Automakers Navigate Tariffs, Supply Chain Issues, and Policy Changes
Despite facing significant challenges, the automotive industry is demonstrating resilience, as evidenced by recent earnings reports. General Motors and Ford, in particular, have posted robust quarterly earnings, defying expectations amidst a complex landscape of tariffs and supply chain hurdles.
Chevrolet Equinox EVs are shown for sale at a Chevrolet dealership in Southfield, Mich., on Oct. 29. General Motors announced stronger-than-expected quarterly earnings this month, but also announced it will be laying off 3,300 hourly employees around the country at plants that make electric vehicles and batteries. Bill Pugliano/Getty Images North America
Moody’s recently reported that automakers are shouldering a substantial tariff burden, amounting to $30 billion across the industry this year. Alongside, a semiconductor shortage and a fire at an aluminum plant have further strained the supply chain for companies like Ford and Stellantis.
Despite these challenges, General Motors recorded $3.4 billion in profits last quarter, while Ford reported $2.6 billion, both surpassing forecasts. Stellantis saw a 13% increase in revenues compared to the previous year. Hyundai, although experiencing a 29% drop in profits from the same quarter last year, remains optimistic about meeting its annual targets. Conversely, Volkswagen Group faced a billion-dollar loss due to tariffs and Porsche’s shift back to gasoline vehicles.
One factor contributing to positive financial outcomes for automakers is the reduction in tariffs on goods from countries such as Japan, Europe, and Korea from 25% to 15%. Additionally, a recent policy change has lessened the tariff burden on imported parts used in U.S.-manufactured vehicles.

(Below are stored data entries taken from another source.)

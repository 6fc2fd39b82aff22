//! Storage configuration types.

use std::path::PathBuf;

use crate::{Error, Result};

/// Storage backend selection.
///
/// Containers are named per work request, so this carries only what is
/// needed to build a client, not bucket names.
#[derive(Debug, Clone)]
pub enum StorageBackendConfig {
    /// AWS S3 or S3-compatible storage (MinIO, Ceph RGW, etc.)
    S3 {
        /// AWS region (e.g., "us-east-1"); environment default when absent
        region: Option<String>,
        /// Custom endpoint URL (for S3-compatible services like MinIO)
        endpoint: Option<String>,
    },

    /// Local filesystem storage; containers are top-level directories
    Filesystem {
        /// Base path for storage
        path: PathBuf,
    },

    /// In-memory storage (for testing)
    Memory,
}

impl StorageBackendConfig {
    /// Parse configuration from a URL string
    ///
    /// Supported URL formats:
    /// - `s3://?region=us-east-1&endpoint=http://localhost:9000`
    /// - `file:///path/to/data`
    /// - `memory://`
    pub fn from_url(url: &str) -> Result<Self> {
        let parsed = url::Url::parse(url)
            .map_err(|e| Error::Config(format!("Invalid storage URL: {}", e)))?;

        match parsed.scheme() {
            "s3" | "s3a" => {
                let region = parsed
                    .query_pairs()
                    .find(|(k, _)| k == "region")
                    .map(|(_, v)| v.to_string());
                let endpoint = parsed
                    .query_pairs()
                    .find(|(k, _)| k == "endpoint")
                    .map(|(_, v)| v.to_string());

                Ok(Self::S3 { region, endpoint })
            }
            "file" => Ok(Self::Filesystem {
                path: PathBuf::from(parsed.path()),
            }),
            "memory" => Ok(Self::Memory),
            scheme => Err(Error::Config(format!(
                "Unknown storage scheme: {}",
                scheme
            ))),
        }
    }
}
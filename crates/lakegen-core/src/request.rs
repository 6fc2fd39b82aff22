//! Work request construction from trigger parameters.

use tracing::debug;
use url::form_urlencoded;

use crate::{Error, Result};

/// Batch size used when `num_files` is absent or unparsable.
pub const DEFAULT_NUM_FILES: usize = 10;

/// Size class used when `size` is absent.
pub const DEFAULT_SIZE_CLASS: &str = "M";

/// Parameters of one invocation, built once per trigger and immutable.
#[derive(Debug, Clone, PartialEq, Eq)]
pub struct WorkRequest {
    /// Container holding the seed data
    pub source_container: String,
    /// Container receiving the generated copies
    pub destination_container: String,
    /// Exact number of objects to produce
    pub target_count: usize,
    /// Accepted and carried for a future sizing policy; unused by copy logic
    pub size_class: String,
}

impl WorkRequest {
    /// Decode a form-URL-encoded queue message body.
    ///
    /// `src_bucket` and `dest_bucket` are required and missing either fails
    /// with [`Error::MalformedRequest`]. `num_files` and `size` fall back to
    /// their defaults when missing or unparsable; a bad optional value is
    /// substituted, never propagated as an error.
    pub fn from_form_body(body: &str) -> Result<Self> {
        let mut src_bucket = None;
        let mut dest_bucket = None;
        let mut num_files = None;
        let mut size = None;

        for (key, value) in form_urlencoded::parse(body.as_bytes()) {
            match key.as_ref() {
                "src_bucket" => src_bucket = Some(value.into_owned()),
                "dest_bucket" => dest_bucket = Some(value.into_owned()),
                "num_files" => num_files = Some(value.into_owned()),
                "size" => size = Some(value.into_owned()),
                other => debug!("Ignoring unknown request field '{}'", other),
            }
        }

        let source_container = src_bucket.ok_or_else(|| {
            Error::MalformedRequest("missing required field 'src_bucket'".to_string())
        })?;
        let destination_container = dest_bucket.ok_or_else(|| {
            Error::MalformedRequest("missing required field 'dest_bucket'".to_string())
        })?;

        let target_count = match num_files.as_deref().map(str::parse::<usize>) {
            Some(Ok(count)) => count,
            Some(Err(_)) => {
                debug!(
                    "Invalid num_files value {:?}; defaulting to {}",
                    num_files, DEFAULT_NUM_FILES
                );
                DEFAULT_NUM_FILES
            }
            None => DEFAULT_NUM_FILES,
        };
        let size_class = size.unwrap_or_else(|| DEFAULT_SIZE_CLASS.to_string());

        Ok(Self {
            source_container,
            destination_container,
            target_count,
            size_class,
        })
    }
}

Price increases in vehicles are also aiding automakers’ financial health. Rising car prices, reported by Ford to be up by about 0.5% this year, are coupled with caution in passing tariff costs to consumers. The average vehicle price now exceeds $50,000, according to Kelley Blue Book, prompting companies to raise prices gradually due to consumer affordability concerns.
Environmental policy shifts under the Trump administration have also influenced the industry. The relaxation of emissions standards has allowed automakers to produce more high-polluting vehicles, such as pickups, which are profitable yet contribute to increased emissions. This shift benefits traditional automakers like GM, Ford, and Stellantis, but poses challenges for all-electric manufacturers like Tesla and Rivian, who previously sold regulatory credits to other automakers.

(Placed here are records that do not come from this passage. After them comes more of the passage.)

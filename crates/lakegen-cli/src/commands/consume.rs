use std::sync::Arc;

use anyhow::Result;
use lakegen_core::queue::SqsBackend;
use lakegen_core::storage::{create_backend, StorageBackendConfig};
use lakegen_core::{GenerateEngine, QueueTrigger};
use tracing::info;

pub async fn run(
    queue_url: &str,
    storage_url: &str,
    workers: Option<usize>,
    wait_secs: i32,
) -> Result<()> {
    let config = StorageBackendConfig::from_url(storage_url)?;
    let storage = create_backend(&config).await?;
    let queue = Arc::new(SqsBackend::from_env(queue_url.to_string(), wait_secs).await);

    let trigger = QueueTrigger::new(queue, GenerateEngine::new(storage, workers));

    // One receive per invocation; a failed run leaves the message for
    // redelivery and exits non-zero.
    info!("Receiving from queue: {}", queue_url);
    match trigger.run_once().await? {
        Some(report) => {
            info!("Processed delivery: {} objects copied", report.succeeded);
        }
        None => {
            info!("Queue empty, nothing to do");
        }
    }

    Ok(())
}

Amidst these policy changes, Tesla experienced strong sales last quarter as consumers rushed to buy EVs before the expiration of the consumer EV tax credit. Despite this, Tesla’s profits declined, with CEO Elon Musk focusing more on future projects like humanoid robots rather than EV sales during investor calls. Rivian is set to announce its earnings next week.
The evolving policy landscape is slowing the transition to electric vehicles. GM is halting the production of its electric commercial van, while Stellantis is focusing on traditional Hemi engines under new leadership. Nonetheless, automakers reiterate their commitment to EV investments. “EVs remain our North Star,” stated GM CEO Mary Barra, indicating continued efforts to develop advanced EV batteries.
Competitive pressure from Chinese automakers offering affordable electric vehicles and the potential for future policy reversals to prioritize climate change also motivate continued investment in EV technology. “We expect adoption will increase over time and the market [will] continue to evolve — and maybe even regulations evolve,” remarked Ford CEO Jim Farley, underscoring the company’s determination to pursue a $30,000 electric pickup as pivotal to the future U.S. EV market.